Anna Giunchi Blog Personale

lunedì 22 luglio 2013

Cervo che ruzzola...



Ricordavo di aver svolto una pessima gara nel 2012...

 Nonostante abbia recuperato tre minuti da quella pessima prestazione, mi sono riconfermata un autentico disastro sui sentieri di montagna. Partita terza e già faticante in salita, mi sono vista perdere 4 posizioni nei sentieri ripidissimi, ove gli altri concorrenti saltavano come grilli.
Non sono portata per sentieri e pietraie, non ci sono dubbi, ma non mi sono comunque privata di questa bellissima gara di 16,2 km, localizzata nel bellissimo paese di Castiglione dei Pepoli, in una vallata a stretto contatto con la Toscana. Inciampata tre volte e accompagnata da un vistoso taglio al dito medio causato da chissa' quale ramo: ero una comica.
Dopotutto lo sapevo: non era la mia gara, ma l'allenatore mi ha assicurato che questo e' un problema che si può risolvere allenandosi sulle superfici da me tanto temute...
Dopotutto il medico non mi impone certo di diventare una specialista, e considero questo ottavo posto come una grazia ricevuta.

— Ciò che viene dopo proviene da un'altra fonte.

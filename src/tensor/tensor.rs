//! The batched tensor at the center of the crate.
//!
//! A [`Tensor`] owns one contiguous row-major `f64` buffer and a logical
//! shape partitioned into three contiguous groups of dimensions:
//!
//! ```text
//!  [ dynamic dims | intermediate dims | base dims ]
//!  \____________/ \__________________/ \_________/
//!        batch                            static
//! ```
//!
//! Dynamic dimensions are broadcast across operations and may be traced
//! as opaque sizes during graph capture. Intermediate dimensions are
//! statically known batch dimensions iterated pointwise. Base dimensions
//! are fixed by the tensor's semantic type (3 for a vector, (3, 3) for a
//! second order tensor, and so on).
//!
//! Operations that act on a specific group come in five variants,
//! generated by the `expand_groups` macro: `dynamic_`, `intmd_`,
//! `base_`, `batch_` (dynamic + intermediate) and `static_`
//! (intermediate + base). Rank-changing operations on the composite
//! groups assign the resulting dimensions to the outer group: a
//! `batch_reshape` yields all-dynamic batch dimensions and a
//! `static_reshape` yields all-base static dimensions. The latter is
//! exactly the *assembly format*: no intermediate dimensions, static
//! content flattened into base storage.
//!
//! All operations produce new contiguous tensors; broadcasting is
//! materialized.

use super::shape;
use crate::ad;
use crate::errors::{MateriaError, Result};
use crate::jit::traceable::TraceableShape;
use std::fmt;
use std::sync::Arc;

/// A contiguous group of dimensions an operation acts on.
#[derive(Debug, Clone, Copy, PartialEq, Eq, Hash)]
pub enum Group {
    Dynamic,
    Intmd,
    Base,
    Batch,
    Static,
}

/// Batched tensor with the dynamic/intermediate/base dimension layout.
#[derive(Clone)]
pub struct Tensor {
    data: Arc<Vec<f64>>,
    shape: Vec<usize>,
    dynamic_dim: usize,
    intmd_dim: usize,
    pub(crate) node: Option<Arc<ad::Node>>,
}

impl Tensor {
    // ── Constructors ────────────────────────────────────────────────────

    /// Creates a tensor from a flat row-major buffer and the three shape
    /// groups.
    pub fn from_data(
        data: Vec<f64>,
        dynamic_sizes: &[usize],
        intmd_sizes: &[usize],
        base_sizes: &[usize],
    ) -> Result<Tensor> {
        let full = shape::add_shapes(&[dynamic_sizes, intmd_sizes, base_sizes]);
        if data.len() != shape::numel(&full) {
            return Err(MateriaError::shape(format!(
                "buffer of {} elements cannot fill shape {:?}",
                data.len(),
                full
            )));
        }
        Ok(Tensor {
            data: Arc::new(data),
            shape: full,
            dynamic_dim: dynamic_sizes.len(),
            intmd_dim: intmd_sizes.len(),
            node: None,
        })
    }

    /// Creates a zero-filled tensor.
    pub fn zeros(dynamic_sizes: &[usize], intmd_sizes: &[usize], base_sizes: &[usize]) -> Tensor {
        Self::full_impl(dynamic_sizes, intmd_sizes, base_sizes, 0.0)
    }

    /// Creates a one-filled tensor.
    pub fn ones(dynamic_sizes: &[usize], intmd_sizes: &[usize], base_sizes: &[usize]) -> Tensor {
        Self::full_impl(dynamic_sizes, intmd_sizes, base_sizes, 1.0)
    }

    /// Creates a constant-filled tensor.
    pub fn full(
        dynamic_sizes: &[usize],
        intmd_sizes: &[usize],
        base_sizes: &[usize],
        value: f64,
    ) -> Tensor {
        Self::full_impl(dynamic_sizes, intmd_sizes, base_sizes, value)
    }

    /// Creates an unbatched scalar (0-d) tensor.
    pub fn scalar(value: f64) -> Tensor {
        Self::full_impl(&[], &[], &[], value)
    }

    /// Creates a zero-filled tensor with the same layout as `self`.
    /// Recorded as an operation, so traces replay it with the runtime
    /// layout instead of a captured constant.
    pub fn zeros_like(&self) -> Tensor {
        super::op::dispatch(super::op::Op::ZerosLike, &[self]).expect("zeros_like cannot fail")
    }

    /// Creates a one-filled tensor with the same layout as `self`.
    pub fn ones_like(&self) -> Tensor {
        super::op::dispatch(super::op::Op::OnesLike, &[self]).expect("ones_like cannot fail")
    }

    /// Creates an unbatched identity matrix with base shape `(n, n)`.
    pub fn base_eye(n: usize) -> Tensor {
        let mut data = vec![0.0; n * n];
        for i in 0..n {
            data[i * n + i] = 1.0;
        }
        Tensor {
            data: Arc::new(data),
            shape: vec![n, n],
            dynamic_dim: 0,
            intmd_dim: 0,
            node: None,
        }
    }

    pub(crate) fn full_impl(
        dynamic_sizes: &[usize],
        intmd_sizes: &[usize],
        base_sizes: &[usize],
        value: f64,
    ) -> Tensor {
        let full = shape::add_shapes(&[dynamic_sizes, intmd_sizes, base_sizes]);
        let n = shape::numel(&full);
        Tensor {
            data: Arc::new(vec![value; n]),
            shape: full,
            dynamic_dim: dynamic_sizes.len(),
            intmd_dim: intmd_sizes.len(),
            node: None,
        }
    }

    pub(crate) fn from_parts(
        data: Vec<f64>,
        full_shape: Vec<usize>,
        dynamic_dim: usize,
        intmd_dim: usize,
    ) -> Tensor {
        debug_assert_eq!(
            data.len(),
            shape::numel(&full_shape),
            "Buffer length must match shape. Got {} and {:?}.",
            data.len(),
            full_shape
        );
        debug_assert!(dynamic_dim + intmd_dim <= full_shape.len());
        Tensor {
            data: Arc::new(data),
            shape: full_shape,
            dynamic_dim,
            intmd_dim,
            node: None,
        }
    }

    // ── Shape information ───────────────────────────────────────────────

    /// Total number of dimensions.
    pub fn dim(&self) -> usize {
        self.shape.len()
    }

    pub fn dynamic_dim(&self) -> usize {
        self.dynamic_dim
    }

    pub fn intmd_dim(&self) -> usize {
        self.intmd_dim
    }

    pub fn base_dim(&self) -> usize {
        self.shape.len() - self.dynamic_dim - self.intmd_dim
    }

    pub fn batch_dim(&self) -> usize {
        self.dynamic_dim + self.intmd_dim
    }

    pub fn static_dim(&self) -> usize {
        self.shape.len() - self.dynamic_dim
    }

    /// The full shape.
    pub fn sizes(&self) -> &[usize] {
        &self.shape
    }

    pub fn dynamic_sizes(&self) -> &[usize] {
        &self.shape[..self.dynamic_dim]
    }

    pub fn intmd_sizes(&self) -> &[usize] {
        &self.shape[self.dynamic_dim..self.dynamic_dim + self.intmd_dim]
    }

    pub fn base_sizes(&self) -> &[usize] {
        &self.shape[self.dynamic_dim + self.intmd_dim..]
    }

    pub fn batch_sizes(&self) -> &[usize] {
        &self.shape[..self.dynamic_dim + self.intmd_dim]
    }

    pub fn static_sizes(&self) -> &[usize] {
        &self.shape[self.dynamic_dim..]
    }

    /// The dynamic sizes as traceable values. Under graph capture the
    /// entries are opaque scalar tensors recorded in the trace, so
    /// anything derived from them replays with the runtime extents
    /// instead of the capture-time ones.
    pub fn traceable_dynamic_sizes(&self) -> TraceableShape {
        TraceableShape::of(self)
    }

    /// Total number of elements.
    pub fn numel(&self) -> usize {
        shape::numel(&self.shape)
    }

    /// The (start, end) window of a dimension group in the full shape.
    pub fn group_span(&self, group: Group) -> (usize, usize) {
        let d = self.dynamic_dim;
        let b = self.dynamic_dim + self.intmd_dim;
        match group {
            Group::Dynamic => (0, d),
            Group::Intmd => (d, b),
            Group::Base => (b, self.shape.len()),
            Group::Batch => (0, b),
            Group::Static => (d, self.shape.len()),
        }
    }

    /// The sizes of a dimension group.
    pub fn group_sizes(&self, group: Group) -> &[usize] {
        let (start, end) = self.group_span(group);
        &self.shape[start..end]
    }

    /// Whether the tensor is in assembly format: no intermediate
    /// dimensions and at most two base dimensions.
    pub fn is_assembly_format(&self) -> bool {
        self.intmd_dim == 0 && self.base_dim() <= 2
    }

    // ── Data access ─────────────────────────────────────────────────────

    pub fn data(&self) -> &[f64] {
        &self.data
    }

    pub(crate) fn storage_ptr(&self) -> *const f64 {
        self.data.as_ptr()
    }

    /// The value of a one-element tensor.
    pub fn item(&self) -> Result<f64> {
        if self.numel() != 1 {
            return Err(MateriaError::shape(format!(
                "item() requires exactly one element, tensor has shape {:?}",
                self.shape
            )));
        }
        Ok(self.data[0])
    }

    /// The element at a full multi-index.
    pub fn at(&self, index: &[usize]) -> f64 {
        debug_assert_eq!(
            index.len(),
            self.shape.len(),
            "Index length must match tensor rank. Got {:?} and {:?}.",
            index,
            self.shape
        );
        let strides = shape::strides_in_place(self.shape.clone());
        let offset: usize = index.iter().zip(strides.iter()).map(|(i, s)| i * s).sum();
        self.data[offset]
    }

    /// Whether every element is finite.
    pub fn all_finite(&self) -> bool {
        self.data.iter().all(|x| x.is_finite())
    }

    // ── Differentiation state ───────────────────────────────────────────

    /// Whether this tensor is part of a differentiation graph.
    pub fn requires_grad(&self) -> bool {
        self.node.is_some()
    }

    /// Marks this tensor as a differentiation leaf.
    pub fn requires_grad_(&mut self) {
        if self.node.is_none() {
            self.node = Some(ad::Node::leaf());
        }
    }

    /// Returns a copy detached from any differentiation graph.
    pub fn detach(&self) -> Tensor {
        Tensor {
            data: Arc::clone(&self.data),
            shape: self.shape.clone(),
            dynamic_dim: self.dynamic_dim,
            intmd_dim: self.intmd_dim,
            node: None,
        }
    }
}

impl PartialEq for Tensor {
    fn eq(&self, other: &Tensor) -> bool {
        self.shape == other.shape
            && self.dynamic_dim == other.dynamic_dim
            && self.intmd_dim == other.intmd_dim
            && self.data == other.data
    }
}

impl fmt::Debug for Tensor {
    fn fmt(&self, f: &mut fmt::Formatter<'_>) -> fmt::Result {
        f.debug_struct("Tensor")
            .field("dynamic", &self.dynamic_sizes())
            .field("intmd", &self.intmd_sizes())
            .field("base", &self.base_sizes())
            .field("data", &self.data)
            .finish()
    }
}

#[cfg(test)]
mod tests {
    use super::*;

    #[test]
    fn layout() {
        let t = Tensor::zeros(&[2, 5], &[4], &[3, 3]);
        assert_eq!(t.dim(), 5);
        assert_eq!(t.dynamic_dim(), 2);
        assert_eq!(t.intmd_dim(), 1);
        assert_eq!(t.base_dim(), 2);
        assert_eq!(t.batch_sizes(), &[2, 5, 4]);
        assert_eq!(t.static_sizes(), &[4, 3, 3]);
        assert_eq!(t.numel(), 2 * 5 * 4 * 9);
    }

    #[test]
    fn group_spans() {
        let t = Tensor::zeros(&[2], &[4], &[6]);
        assert_eq!(t.group_span(Group::Dynamic), (0, 1));
        assert_eq!(t.group_span(Group::Intmd), (1, 2));
        assert_eq!(t.group_span(Group::Base), (2, 3));
        assert_eq!(t.group_span(Group::Batch), (0, 2));
        assert_eq!(t.group_span(Group::Static), (1, 3));
    }

    #[test]
    fn eye() {
        let t = Tensor::base_eye(3);
        assert_eq!(t.base_sizes(), &[3, 3]);
        assert_eq!(t.at(&[1, 1]), 1.0);
        assert_eq!(t.at(&[1, 2]), 0.0);
    }

    #[test]
    fn bad_buffer_length() {
        assert!(Tensor::from_data(vec![0.0; 5], &[], &[], &[6]).is_err());
    }
}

Bellissimo paese, per l'occasione arricchito dal mercatino.
Il pomeriggio e' proseguito con una visita al bellissimo santuario di Bocca di Rio: incredibile quanto l'Appennino bolognese sia in grado di offrire. Spero che questa estate duri ancora a lungo, perché sto bene e sono felice: dal mare alla montagna, qua tutto e' bello.
Nella prima settimana di agosto si inizierà a parlare di lungo in preparazione per la Maratona... Dai che la voglia di correre c'è, e Sydney e' piu' bella che mai.
Buon lunedì a tutti!

2 commenti:

Romana De Lillo ha detto...

jejeje, come ti capisco! neanche io sono portata per questo tipo di terreno. A me piace correre, anche se in salita, e il fatto di dover stare attenta a dove metti i piedi mi fa perdere la pazienza, la concentrazione e il gusto di fare una cosa che mi piace. Per non parlare dei pericoli, soprattutto per altri runners che, piú o meno esperti, ti superano a rotta di collo e senza farsi troppi scrupoli se sei in mezzo al loro percorso. Mi piace allenare in montagna, ma non pagare e dover stare attenta alla gente che anche fuori asfalto é posseduta dal demonio del cronometro!

Anna LA MARATONETA ha detto...

Come la penso come te, Romana...Noi siamo due Ferrari!